In addition, the invention will be described by means of examples
which comprise two or more structures or cables. Again, the number
of cables shown is merely an example intended to enhance the
reader's understanding of the invention, and should not be seen as
limiting the number of cables which can be used within the scope of
the present invention. In the drawings, like reference signs refer
to like elements.
A concept of the embodiments described hereinafter is to provide an
antenna arrangement comprising at least two elongated structures,
e.g. coaxial cables, for guiding an electromagnetic wave, and
wherein each of said structures comprising a plurality of radiation
elements. The elongated structures exhibit a longitudinal direction
of extension and are positioned alongside each other in their
longitudinal direction of extension forming a bundle. Furthermore,
the structures are arranged within the bundle such that the radial
positions of said structures are alternated in the longitudinal
direction of extension. Thus, by cyclically change position of the
location of each structure in the cross-section of the bundle, the
occurrence is equal for all structures at all positions along the
extension of the bundle. In this way the average radiation pattern
is equal for all structures.
Moreover, when the structures within the bundle are regularly
interchanged such that all structures occupy each specific location
in the cross-section of the bundle with the same frequency i.e.
probability, the link gains of the different structures are evened
out. Moreover, any radiation efficiency imbalance is also evened
out. The antenna arrangement will also enable improved MIMO channel
performance especially in line of sight conditions.
There are multiple ways of achieving equal probability of the
structure locations in a cross-section of the bundle, along the
extension of the bundle, whereof some are described in detail in
the following.
In the following the above mentioned embodiments will be further
explained with reference to FIGS. 2a-2c, 3a-3c, 4a-4b, 5 and 6.
In FIG. 2a a first example of an embodiment 100 of the invention is
shown and in FIG. 2b a sectional view of the same example is
depicted. The embodiment 100 comprises a first 110 elongated
structure and a second 120 elongated structure, e.g. coaxial
cables, each of which comprises an inner conductor 112, 122 and an
outer conductor 114, 124, which are separated from the respective
inner conductor by a dielectric layer 116, 126. An alternative to a
dielectric layer is a dielectric spacer, i.e. a spacer of a
dielectric material. Both coaxial cables 110, 120 exhibit a
longitudinal direction of extension and are positioned alongside
each other in their longitudinal direction of extension forming a
bundle. The first cable 110 comprises a plurality of radiation
elements 118 and the second cable 120 also comprises a plurality of
radiation elements 128. Not all of the radiation elements are shown
in FIG. 2a nor have all of the shown radiation elements been
provided with reference numbers.
The radiation elements of the embodiment 100 are elongated slots
which are through-going perforations in the outer conductor 114,
124, and have a main direction of extension which makes the slots
radiate.
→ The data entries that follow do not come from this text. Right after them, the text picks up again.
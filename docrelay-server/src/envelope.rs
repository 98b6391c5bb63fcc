//! The response envelope shared by every endpoint.
//!
//! Every body the server writes has the same four fields:
//!
//! ```json
//! { "status": "ok", "message": "Success", "data": [...], "error": {} }
//! ```
//!
//! `status` is `"ok"` exactly when the HTTP code is 2xx. On success `error` is `{}`; on
//! failure `data` is `{}` and `error` is either `{}` or the upstream error message.

use axum::{
    Json,
    http::StatusCode,
    response::{IntoResponse, Response},
};
use serde::Serialize;
use serde_json::{Map, Value};

pub const SUCCESS: &str = "Success";

/// Outcome marker carried by every envelope.
#[derive(Debug, Clone, Copy, PartialEq, Eq, Serialize)]
#[serde(rename_all = "lowercase")]
pub enum Status {
    Ok,
    Err,
}

/// Uniform `{status, message, data, error}` response body.
#[derive(Debug, Clone, PartialEq, Serialize)]
pub struct Envelope {
    pub status: Status,
    pub message: String,
    pub data: Value,
    pub error: Value,
}

impl Envelope {
    /// A successful envelope carrying `data`.
    pub fn ok(data: Value) -> Self {
        Self {
            status: Status::Ok,
            message: SUCCESS.to_string(),
            data,
            error: empty(),
        }
    }

    /// A failed envelope with an empty `error` object.
    pub fn err(message: impl Into<String>) -> Self {
        Self::err_with(message, empty())
    }

    /// A failed envelope carrying error details.
    pub fn err_with(message: impl Into<String>, error: Value) -> Self {
        Self {
            status: Status::Err,
            message: message.into(),
            data: empty(),
            error,
        }
    }

    pub fn is_ok(&self) -> bool {
        self.status == Status::Ok
    }
}

/// A successful response: a 2xx code plus an `ok` envelope.
#[derive(Debug)]
pub struct ApiResponse {
    code: StatusCode,
    envelope: Envelope,
}

impl ApiResponse {
    /// `200 OK` with `data`.
    pub fn ok(data: Value) -> Self {
        Self {
            code: StatusCode::OK,
            envelope: Envelope::ok(data),
        }
    }

    /// `201 Created` with `data`.
    pub fn created(data: Value) -> Self {
        Self {
            code: StatusCode::CREATED,
            envelope: Envelope::ok(data),
        }
    }
}

impl IntoResponse for ApiResponse {
    fn into_response(self) -> Response {
        (self.code, Json(self.envelope)).into_response()
    }
}

fn empty() -> Value {
    Value::Object(Map::new())
}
The main direction of extension which makes a slot radiate
differs between different kinds of cables: in a coaxial cable, as
shown in the drawings, the main direction of extension should not
coincide with the cable's main length of extension. In a waveguide,
or a micro strip or strip line structure, the main direction of
extension of a slot can coincide with that of the structure or
cable and still radiate. Regarding the exact shape of the radiation
elements, it should be pointed out that although they are shown as
elongated slots in the drawings and referred to in this way in the
description, the shape of the radiation elements can be chosen from
a wide variety of different kinds of perforations in the outer
conductor, although preferred embodiments include elongated
rectangular or oval slots. It should however be pointed out that
most shapes of perforations will give rise to a radiating effect.
Also, with reference to other kinds of possible structures for
guiding an electromagnetic wave, such as waveguides or strip line
and micro strip structures, it can be pointed out that the
perforations which form the radiation elements should be made in
the conductor of such structures. However, all elongated structures
forming the bundle should preferably comprise perforations of
approximately the same shape and distribution.
Furthermore, as shown in FIG. 2a the cables 110, 120 are twisted
i.e. they are arranged within the bundle such that the radial
positions of the cables are alternated in the longitudinal
direction of extension. Thus, by cyclically changing position of
the location of each cable 110, 120 in the cross-section of the
bundle, the occurrence is equal for both cables 110, 120 at all
positions along the extension of the bundle. The described example
of embodiment 100 of the invention will typically cause both cables
to radiate with similar characteristics. Azimuth antenna patterns
for the embodiment 100 are shown in FIG. 2c. The antenna pattern of
the first cable 111 and the antenna pattern of the second cable 121
cover the same angular interval, which can be seen in the figure.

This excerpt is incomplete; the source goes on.